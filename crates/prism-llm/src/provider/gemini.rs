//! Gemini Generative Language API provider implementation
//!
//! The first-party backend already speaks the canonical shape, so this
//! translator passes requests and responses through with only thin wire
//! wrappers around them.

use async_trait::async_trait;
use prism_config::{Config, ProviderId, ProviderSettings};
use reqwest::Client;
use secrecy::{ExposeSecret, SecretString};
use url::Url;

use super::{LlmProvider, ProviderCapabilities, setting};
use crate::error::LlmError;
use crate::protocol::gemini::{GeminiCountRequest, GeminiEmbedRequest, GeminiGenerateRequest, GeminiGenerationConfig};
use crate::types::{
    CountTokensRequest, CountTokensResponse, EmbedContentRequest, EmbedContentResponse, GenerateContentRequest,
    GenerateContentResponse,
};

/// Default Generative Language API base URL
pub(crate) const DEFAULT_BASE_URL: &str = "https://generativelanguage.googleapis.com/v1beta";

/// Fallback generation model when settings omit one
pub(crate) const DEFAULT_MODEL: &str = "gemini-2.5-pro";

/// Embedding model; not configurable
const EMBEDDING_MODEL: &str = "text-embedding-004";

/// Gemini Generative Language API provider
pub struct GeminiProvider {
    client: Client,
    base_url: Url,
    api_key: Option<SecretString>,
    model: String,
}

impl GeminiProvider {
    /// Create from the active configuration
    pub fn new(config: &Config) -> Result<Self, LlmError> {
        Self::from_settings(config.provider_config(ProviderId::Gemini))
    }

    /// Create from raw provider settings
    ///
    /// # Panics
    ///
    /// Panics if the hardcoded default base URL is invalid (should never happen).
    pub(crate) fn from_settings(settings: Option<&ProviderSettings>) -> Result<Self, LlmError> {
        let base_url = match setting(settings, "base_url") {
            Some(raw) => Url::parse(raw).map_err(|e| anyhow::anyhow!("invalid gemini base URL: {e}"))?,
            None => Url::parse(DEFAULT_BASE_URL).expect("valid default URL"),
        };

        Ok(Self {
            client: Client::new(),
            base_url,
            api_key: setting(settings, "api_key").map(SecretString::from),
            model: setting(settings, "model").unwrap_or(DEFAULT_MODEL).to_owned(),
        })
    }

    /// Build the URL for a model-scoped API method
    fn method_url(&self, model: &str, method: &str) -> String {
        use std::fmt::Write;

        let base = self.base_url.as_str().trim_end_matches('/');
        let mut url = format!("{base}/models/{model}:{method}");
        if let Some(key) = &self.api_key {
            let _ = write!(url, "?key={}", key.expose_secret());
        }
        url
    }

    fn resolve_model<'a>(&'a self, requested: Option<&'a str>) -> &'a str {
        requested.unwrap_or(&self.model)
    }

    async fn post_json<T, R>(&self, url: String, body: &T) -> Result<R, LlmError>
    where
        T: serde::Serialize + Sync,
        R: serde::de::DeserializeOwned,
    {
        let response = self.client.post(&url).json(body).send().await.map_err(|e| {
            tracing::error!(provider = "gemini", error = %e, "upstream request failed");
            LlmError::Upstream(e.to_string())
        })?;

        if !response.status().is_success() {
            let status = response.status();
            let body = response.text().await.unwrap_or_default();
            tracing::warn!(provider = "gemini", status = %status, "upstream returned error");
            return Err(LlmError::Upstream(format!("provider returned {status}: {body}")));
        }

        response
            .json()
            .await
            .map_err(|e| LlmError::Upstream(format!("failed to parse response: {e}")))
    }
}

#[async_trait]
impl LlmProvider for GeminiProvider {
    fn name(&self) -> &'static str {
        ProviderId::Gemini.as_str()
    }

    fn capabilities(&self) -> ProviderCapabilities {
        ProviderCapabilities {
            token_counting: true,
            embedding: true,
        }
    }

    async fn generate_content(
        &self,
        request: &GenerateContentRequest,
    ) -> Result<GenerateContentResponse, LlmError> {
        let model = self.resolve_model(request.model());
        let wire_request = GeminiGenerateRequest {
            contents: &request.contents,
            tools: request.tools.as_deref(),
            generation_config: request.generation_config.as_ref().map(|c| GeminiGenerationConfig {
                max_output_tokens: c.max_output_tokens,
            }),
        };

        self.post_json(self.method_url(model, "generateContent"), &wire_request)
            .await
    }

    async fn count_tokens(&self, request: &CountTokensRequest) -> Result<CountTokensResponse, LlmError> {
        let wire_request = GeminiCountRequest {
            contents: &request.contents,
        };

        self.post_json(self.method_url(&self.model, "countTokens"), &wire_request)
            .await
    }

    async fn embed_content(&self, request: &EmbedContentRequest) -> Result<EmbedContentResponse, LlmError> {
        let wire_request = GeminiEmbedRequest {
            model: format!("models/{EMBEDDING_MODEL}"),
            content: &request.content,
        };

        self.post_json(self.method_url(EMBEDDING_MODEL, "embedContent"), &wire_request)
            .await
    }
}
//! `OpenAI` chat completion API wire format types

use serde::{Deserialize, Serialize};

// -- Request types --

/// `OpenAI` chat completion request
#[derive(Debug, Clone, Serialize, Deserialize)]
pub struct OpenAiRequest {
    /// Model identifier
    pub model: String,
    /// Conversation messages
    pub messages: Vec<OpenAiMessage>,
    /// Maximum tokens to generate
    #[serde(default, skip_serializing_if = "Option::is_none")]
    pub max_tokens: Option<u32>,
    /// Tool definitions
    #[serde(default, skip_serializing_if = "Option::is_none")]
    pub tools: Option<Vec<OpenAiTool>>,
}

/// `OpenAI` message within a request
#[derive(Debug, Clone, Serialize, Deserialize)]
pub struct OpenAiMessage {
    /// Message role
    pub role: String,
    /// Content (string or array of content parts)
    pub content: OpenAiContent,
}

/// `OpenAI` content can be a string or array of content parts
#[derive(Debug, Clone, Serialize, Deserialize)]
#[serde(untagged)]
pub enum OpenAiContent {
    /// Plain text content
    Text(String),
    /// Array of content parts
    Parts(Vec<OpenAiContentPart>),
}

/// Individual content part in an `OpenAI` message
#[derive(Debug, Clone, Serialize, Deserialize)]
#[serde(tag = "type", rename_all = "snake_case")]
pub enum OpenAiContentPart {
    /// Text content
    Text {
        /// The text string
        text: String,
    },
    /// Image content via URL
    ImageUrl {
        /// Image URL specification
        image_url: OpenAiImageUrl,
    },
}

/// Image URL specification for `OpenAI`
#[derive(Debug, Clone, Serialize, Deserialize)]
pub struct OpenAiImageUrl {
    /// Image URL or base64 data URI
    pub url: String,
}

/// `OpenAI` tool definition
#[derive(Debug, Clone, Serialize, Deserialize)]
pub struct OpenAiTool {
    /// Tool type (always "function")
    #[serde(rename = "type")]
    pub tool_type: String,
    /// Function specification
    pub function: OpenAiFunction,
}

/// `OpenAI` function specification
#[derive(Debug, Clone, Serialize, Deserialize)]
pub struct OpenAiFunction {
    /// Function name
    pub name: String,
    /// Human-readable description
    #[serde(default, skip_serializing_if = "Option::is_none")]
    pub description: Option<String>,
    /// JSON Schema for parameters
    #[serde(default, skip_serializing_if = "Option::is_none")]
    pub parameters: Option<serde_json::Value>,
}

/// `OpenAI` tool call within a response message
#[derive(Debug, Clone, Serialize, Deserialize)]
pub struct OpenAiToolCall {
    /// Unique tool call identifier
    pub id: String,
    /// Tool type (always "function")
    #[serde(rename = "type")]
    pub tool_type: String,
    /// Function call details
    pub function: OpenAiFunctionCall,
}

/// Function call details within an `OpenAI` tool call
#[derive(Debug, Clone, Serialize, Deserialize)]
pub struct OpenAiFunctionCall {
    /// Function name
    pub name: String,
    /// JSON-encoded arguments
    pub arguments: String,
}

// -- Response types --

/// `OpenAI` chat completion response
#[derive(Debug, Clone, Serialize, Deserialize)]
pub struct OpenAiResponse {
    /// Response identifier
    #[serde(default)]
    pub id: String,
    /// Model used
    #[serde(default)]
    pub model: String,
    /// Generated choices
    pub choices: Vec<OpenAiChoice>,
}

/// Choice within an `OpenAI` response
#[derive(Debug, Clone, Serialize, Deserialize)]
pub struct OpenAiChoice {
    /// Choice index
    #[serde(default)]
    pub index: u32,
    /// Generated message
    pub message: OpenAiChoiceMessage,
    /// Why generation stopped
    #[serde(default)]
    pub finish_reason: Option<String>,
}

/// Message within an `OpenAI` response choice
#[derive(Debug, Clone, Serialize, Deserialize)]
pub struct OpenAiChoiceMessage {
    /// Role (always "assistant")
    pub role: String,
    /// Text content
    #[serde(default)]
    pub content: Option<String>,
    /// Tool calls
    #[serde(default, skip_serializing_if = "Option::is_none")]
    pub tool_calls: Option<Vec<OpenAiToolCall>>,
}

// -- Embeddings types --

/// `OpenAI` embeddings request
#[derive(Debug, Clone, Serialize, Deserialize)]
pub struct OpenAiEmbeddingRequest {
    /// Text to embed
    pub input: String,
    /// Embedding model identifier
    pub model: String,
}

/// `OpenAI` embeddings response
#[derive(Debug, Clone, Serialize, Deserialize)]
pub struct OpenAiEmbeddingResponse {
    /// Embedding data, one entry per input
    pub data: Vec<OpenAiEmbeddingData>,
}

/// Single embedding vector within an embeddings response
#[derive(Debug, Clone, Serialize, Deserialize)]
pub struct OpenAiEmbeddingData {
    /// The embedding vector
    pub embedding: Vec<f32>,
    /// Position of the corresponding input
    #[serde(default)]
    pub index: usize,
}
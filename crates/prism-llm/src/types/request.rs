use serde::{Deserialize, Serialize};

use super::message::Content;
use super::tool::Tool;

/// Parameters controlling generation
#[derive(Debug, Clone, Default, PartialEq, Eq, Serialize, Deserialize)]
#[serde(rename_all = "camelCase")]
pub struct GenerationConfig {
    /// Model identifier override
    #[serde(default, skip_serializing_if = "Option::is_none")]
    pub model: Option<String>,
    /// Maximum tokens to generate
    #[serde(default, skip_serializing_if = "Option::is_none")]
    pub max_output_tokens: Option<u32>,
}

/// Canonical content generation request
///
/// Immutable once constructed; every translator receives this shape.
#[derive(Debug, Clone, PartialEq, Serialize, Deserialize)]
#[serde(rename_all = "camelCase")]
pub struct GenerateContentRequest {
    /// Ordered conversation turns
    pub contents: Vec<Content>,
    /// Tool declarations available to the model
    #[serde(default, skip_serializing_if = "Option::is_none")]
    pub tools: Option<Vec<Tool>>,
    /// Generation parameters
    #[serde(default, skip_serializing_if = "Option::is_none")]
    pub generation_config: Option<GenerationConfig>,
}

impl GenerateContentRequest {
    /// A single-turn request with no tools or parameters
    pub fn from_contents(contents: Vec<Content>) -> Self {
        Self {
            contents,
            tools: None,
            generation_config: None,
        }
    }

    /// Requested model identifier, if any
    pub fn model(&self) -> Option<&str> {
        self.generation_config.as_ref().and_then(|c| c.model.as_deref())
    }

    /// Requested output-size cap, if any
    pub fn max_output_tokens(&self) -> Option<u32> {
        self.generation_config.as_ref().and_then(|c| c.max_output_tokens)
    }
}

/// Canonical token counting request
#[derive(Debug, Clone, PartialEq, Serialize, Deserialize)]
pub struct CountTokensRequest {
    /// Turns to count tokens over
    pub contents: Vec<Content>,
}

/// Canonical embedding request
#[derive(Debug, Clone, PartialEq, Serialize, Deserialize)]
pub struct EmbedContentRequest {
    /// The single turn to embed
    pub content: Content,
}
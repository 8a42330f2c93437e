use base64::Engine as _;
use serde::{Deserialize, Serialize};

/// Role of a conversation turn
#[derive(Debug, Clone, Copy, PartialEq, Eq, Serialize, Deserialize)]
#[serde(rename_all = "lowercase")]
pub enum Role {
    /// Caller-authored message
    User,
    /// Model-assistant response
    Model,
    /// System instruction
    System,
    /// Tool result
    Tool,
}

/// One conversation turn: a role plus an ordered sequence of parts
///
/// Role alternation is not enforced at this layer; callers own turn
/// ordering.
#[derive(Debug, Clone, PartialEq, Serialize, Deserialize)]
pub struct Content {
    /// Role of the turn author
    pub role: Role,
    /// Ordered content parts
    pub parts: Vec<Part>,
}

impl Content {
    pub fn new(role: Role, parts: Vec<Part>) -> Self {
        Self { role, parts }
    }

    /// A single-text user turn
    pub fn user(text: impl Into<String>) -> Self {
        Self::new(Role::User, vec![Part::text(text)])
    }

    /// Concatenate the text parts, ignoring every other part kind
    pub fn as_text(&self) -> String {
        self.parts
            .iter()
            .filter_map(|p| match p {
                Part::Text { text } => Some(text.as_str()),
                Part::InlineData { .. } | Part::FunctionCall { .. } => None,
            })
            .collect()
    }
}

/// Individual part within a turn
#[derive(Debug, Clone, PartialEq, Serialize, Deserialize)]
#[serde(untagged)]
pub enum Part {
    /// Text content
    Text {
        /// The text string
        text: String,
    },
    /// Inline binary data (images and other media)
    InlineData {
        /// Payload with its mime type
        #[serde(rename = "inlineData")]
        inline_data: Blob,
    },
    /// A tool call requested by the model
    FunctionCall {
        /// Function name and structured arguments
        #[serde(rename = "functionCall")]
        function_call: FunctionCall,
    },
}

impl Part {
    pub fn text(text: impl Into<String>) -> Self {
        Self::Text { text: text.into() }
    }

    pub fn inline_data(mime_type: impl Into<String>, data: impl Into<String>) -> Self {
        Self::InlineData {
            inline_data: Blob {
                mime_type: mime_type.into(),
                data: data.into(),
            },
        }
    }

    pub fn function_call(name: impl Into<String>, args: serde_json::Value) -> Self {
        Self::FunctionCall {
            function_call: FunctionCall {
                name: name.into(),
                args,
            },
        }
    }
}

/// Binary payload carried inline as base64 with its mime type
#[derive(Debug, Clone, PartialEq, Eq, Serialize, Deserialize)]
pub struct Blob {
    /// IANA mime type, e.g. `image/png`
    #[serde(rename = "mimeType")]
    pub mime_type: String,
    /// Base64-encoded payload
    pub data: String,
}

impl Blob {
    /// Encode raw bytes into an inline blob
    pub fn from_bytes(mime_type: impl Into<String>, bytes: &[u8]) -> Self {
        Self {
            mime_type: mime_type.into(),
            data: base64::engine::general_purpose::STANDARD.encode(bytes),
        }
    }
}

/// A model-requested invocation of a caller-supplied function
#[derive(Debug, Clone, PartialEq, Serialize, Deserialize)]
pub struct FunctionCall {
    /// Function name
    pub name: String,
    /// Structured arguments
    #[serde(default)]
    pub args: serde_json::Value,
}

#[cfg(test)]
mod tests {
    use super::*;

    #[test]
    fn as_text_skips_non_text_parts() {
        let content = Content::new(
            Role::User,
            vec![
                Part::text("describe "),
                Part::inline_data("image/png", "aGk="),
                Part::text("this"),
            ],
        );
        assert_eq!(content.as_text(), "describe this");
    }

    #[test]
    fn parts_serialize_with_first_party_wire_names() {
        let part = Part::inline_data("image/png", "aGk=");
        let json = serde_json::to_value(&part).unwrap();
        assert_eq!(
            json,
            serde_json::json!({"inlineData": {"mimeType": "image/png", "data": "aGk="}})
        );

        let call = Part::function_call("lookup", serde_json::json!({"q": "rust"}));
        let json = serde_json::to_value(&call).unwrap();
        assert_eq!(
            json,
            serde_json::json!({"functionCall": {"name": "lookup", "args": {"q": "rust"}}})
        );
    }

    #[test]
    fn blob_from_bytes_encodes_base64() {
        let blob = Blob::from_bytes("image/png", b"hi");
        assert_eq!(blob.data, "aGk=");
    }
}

### TASK DETAILS
With the data above as the source, tally the lines that include the string "tools", and give that figure alone.

### THE ANSWER
5